At the time of the death of Emanuel Swedenborg (1688–1772), no New Church organisation had yet been formed, but a religious movement based on his writings gradually emerged. The New Church (also known as the New Jerusalem] Church) was founded in England in 1787, a priesthood was established, and the new sect got their dissenters' license. The church was one of several newly established Nonconformist groups to contribute to "a wave of chapel building" which characterised the period from 1790 to 1820. At first, members of the New Church worshipped in a rented chapel in the Great East Cheap neighbourhood of London. By 1789 there were "receivers" of the doctrine in places from Sweden to Jamaica, and a General Conference was held at the Great East Cheap Sanctuary, the representative from Derby being Samuel Hands.

== Birmingham ==

The revival and rapid growth of Nonconformity in England more widely in the late 18th century was in evidence in Birmingham, which had long been a hotbed of Protestant dissent. The year of the first General Conference was also the year of the first meeting in the city of receivers of the Heavenly Doctrines "for the celebration of worship and for spiritual improvement, in a room in Great Charles Street"; Birminghan's New Church congregation is thus said to have formed in 1789. By the time of the second General Conference, in 1790, Samuel Hands had moved from Derby to Birmingham, leased a property, and financed the building of a New Church "Temple" ("Templum" being the Latin word used by Swedenborg for a place of worship.)

Principles drawn from the New Church science of correspondences were employed in the design of the building, leading to the four-square floorplan and inclusion of many windows. According to John Bragg, a member of the church at that time, the wood from which the pews were made and their curved shapes reflected what was said in New Church teachings about the correspondences of heavenly worship.

At the third General Conference, Hands raised the question of whether or not it was appropriate for New Church houses of worship to be consecrated, the consensus being that it was.
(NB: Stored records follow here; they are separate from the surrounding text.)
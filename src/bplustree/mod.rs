//! The B+-tree chromosome dictionary: name -> (id, length).
//!
//! On disk: a 32-byte header (`magic, blockSize, keySize, valSize, itemCount,
//! reserved`) followed by nodes, root first, each node `(isLeaf, reserved,
//! count, items...)` with `count` fixed-width `keySize`-byte NUL-padded keys
//! paired with either `(chromId: u32, chromSize: u32)` leaf values or a
//! `childOffset: u64` non-leaf pointer.

pub mod build;
pub mod read;

pub use build::write_b_plus_tree;
pub use read::{find, read_all, ChromTreeItem};

use thiserror::Error;

#[derive(Error, Debug)]
pub enum BPlusTreeError {
    #[error("b+-tree magic number does not match; not a valid chromosome index")]
    BadMagic,
    #[error("i/o error reading b+-tree: {0}")]
    Io(#[from] std::io::Error),
    #[error("chromosome key is not valid UTF-8")]
    InvalidKey,
}

/// A single chromosome entry used to build the tree: name, numeric id, and
/// length in bases.
#[derive(Clone, Debug, PartialEq, Eq)]
pub struct BPlusTreeItem {
    pub name: String,
    pub id: u32,
    pub size: u32,
}
//! Name of the account the shell runs as.

use serde_json::{Value, json};

use crate::error::PayloadError;
use crate::payload::{PayloadLogic, ShellAccess};
use crate::shell::{Operation, OperationSet};

#[derive(Debug, Default, Clone, Copy)]
pub struct CurrentUser;

impl CurrentUser {
    fn whoami(&self, shell: &ShellAccess<'_>) -> Result<String, PayloadError> {
        let output = shell.execute("whoami")?;
        let user = output.lines().next().unwrap_or("").trim();
        if user.is_empty() {
            return Err(PayloadError::Output {
                payload: self.name().to_string(),
                reason: "whoami returned nothing".to_string(),
            });
        }
        Ok(user.to_string())
    }
}

impl PayloadLogic for CurrentUser {
    fn name(&self) -> &str {
        "current_user"
    }

    fn description(&self) -> &str {
        "Report the user the shell runs as"
    }

    fn interactive_requirements(&self) -> OperationSet {
        OperationSet::from([Operation::Execute])
    }

    fn run_interactive(
        &self,
        shell: &ShellAccess<'_>,
        _argument: &str,
    ) -> Result<String, PayloadError> {
        self.whoami(shell)
    }

    fn run_structured(
        &self,
        shell: &ShellAccess<'_>,
        _argument: &str,
    ) -> Result<Value, PayloadError> {
        Ok(json!({ "user": self.whoami(shell)? }))
    }
}
//! Local accounts listed in a passwd-format file.

use serde::{Deserialize, Serialize};
use serde_json::Value;
use tracing::debug;

use crate::error::PayloadError;
use crate::payload::{PayloadLogic, ShellAccess};
use crate::shell::{Operation, OperationSet};

const DEFAULT_PASSWD: &str = "/etc/passwd";

/// One account from a passwd-format file.
#[derive(Debug, Clone, PartialEq, Eq, Serialize, Deserialize)]
pub struct PasswdEntry {
    pub name: String,
    pub uid: u32,
    pub gid: u32,
    pub home: String,
    pub shell: String,
}

/// Parse `name:passwd:uid:gid:gecos:home:shell` lines.
///
/// Blank lines, comments and malformed lines are skipped.
pub fn parse_passwd(content: &str) -> Vec<PasswdEntry> {
    content
        .lines()
        .map(str::trim)
        .filter(|line| !line.is_empty() && !line.starts_with('#'))
        .filter_map(|line| {
            let entry = parse_line(line);
            if entry.is_none() {
                debug!(line, "skipping malformed passwd line");
            }
            entry
        })
        .collect()
}

fn parse_line(line: &str) -> Option<PasswdEntry> {
    let fields: Vec<&str> = line.split(':').collect();
    if fields.len() != 7 || fields[0].is_empty() {
        return None;
    }
    Some(PasswdEntry {
        name: fields[0].to_string(),
        uid: fields[2].parse().ok()?,
        gid: fields[3].parse().ok()?,
        home: fields[5].to_string(),
        shell: fields[6].to_string(),
    })
}

#[derive(Debug, Default, Clone, Copy)]
pub struct Users;

impl Users {
    fn entries(
        &self,
        shell: &ShellAccess<'_>,
        argument: &str,
    ) -> Result<Vec<PasswdEntry>, PayloadError> {
        let path = match argument.trim() {
            "" => DEFAULT_PASSWD,
            p => p,
        };
        let content = shell.read(path)?;
        let entries = parse_passwd(&content);
        if entries.is_empty() && !content.trim().is_empty() {
            return Err(PayloadError::Output {
                payload: self.name().to_string(),
                reason: format!("{} is not in passwd format", path),
            });
        }
        Ok(entries)
    }
}

impl PayloadLogic for Users {
    fn name(&self) -> &str {
        "users"
    }

    fn description(&self) -> &str {
        "List local accounts from a passwd file (default /etc/passwd)"
    }

    fn interactive_requirements(&self) -> OperationSet {
        OperationSet::from([Operation::Read])
    }

    fn run_interactive(
        &self,
        shell: &ShellAccess<'_>,
        argument: &str,
    ) -> Result<String, PayloadError> {
        let entries = self.entries(shell, argument)?;
        let width = entries.iter().map(|e| e.name.len()).max().unwrap_or(0).max(4);

        let mut out = format!(
            "{:<width$}  {:>6}  {:>6}  {:<20}  {}\n",
            "user", "uid", "gid", "home", "shell"
        );
        for e in &entries {
            out.push_str(&format!(
                "{:<width$}  {:>6}  {:>6}  {:<20}  {}\n",
                e.name, e.uid, e.gid, e.home, e.shell
            ));
        }
        Ok(out)
    }

    fn run_structured(
        &self,
        shell: &ShellAccess<'_>,
        argument: &str,
    ) -> Result<Value, PayloadError> {
        let entries = self.entries(shell, argument)?;
        serde_json::to_value(entries).map_err(|e| PayloadError::Output {
            payload: self.name().to_string(),
            reason: e.to_string(),
        })
    }
}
The new temple was duly consecrated on 19 June 1791. A New Church periodical of the time commented on the fact that this was exactly 21 years to the day after the date Swedenborg assigned (i.e. 19 June 1770) to the preaching of the everlasting gospel, throughout the spiritual world, "That the Lord God Jesus Christ reigneth, whose kingdom shall endure for ever and ever." The building, which stood on Newhall Street, was opened by Rev. Francis Leicester, formerly of Peterhouse (St Peter's College, Cambridge). Three services were held on the opening day. In his history of the New Church, Robert Hindmarsh noted the this temple was "the first of its kind erected in England, or in any part of the world", a claim which the Victoria County History of Warwickshire repeats.

== Subsequent events ==
The temple remained in use for only two years. Samuel Hands went bankrupt, and all of his assets, including the temple, an adjacent house, and an unfinished mansion on the other side of the temple, were auctioned on 4 June 1793. The auction of the temple included the building itself, its garden, and the pews, but none of the other internal fittings. The building was acquired by a congregation of Anabaptists who were described as Antinomian; they were recorded as using it by 1805 and possibly as early as 1803, when it was registered for worship with the name Zion Chapel. It was taken over in 1814 by a group of Particular Baptists from nearby Cannon Street Chapel, retaining the name Zion. It remained in use until its closure in 1904.

After the original temple closed, the New Church congregation moved to other premises on Newhall Street, where they remained until 1830. A building on New Church Street which was recorded as being in use as a Swedenborgian school in 1858 is said to have been used temporarily for worship as well until later in 1830 a replacement church opened on Summer Lane. The 1851 Religious Census recorded a congregation of 150. This church remained in use by the New Church until 1876, when it was replaced by the Wretham Road Church in Handsworth (formally registered in January 1877 in place of the Summer Lane church, which passed to Christadelphians). Wretham Road closed in 1974 and was replaced by a church elsewhere in Handsworth, whose registration was in turn cancelled in 2012.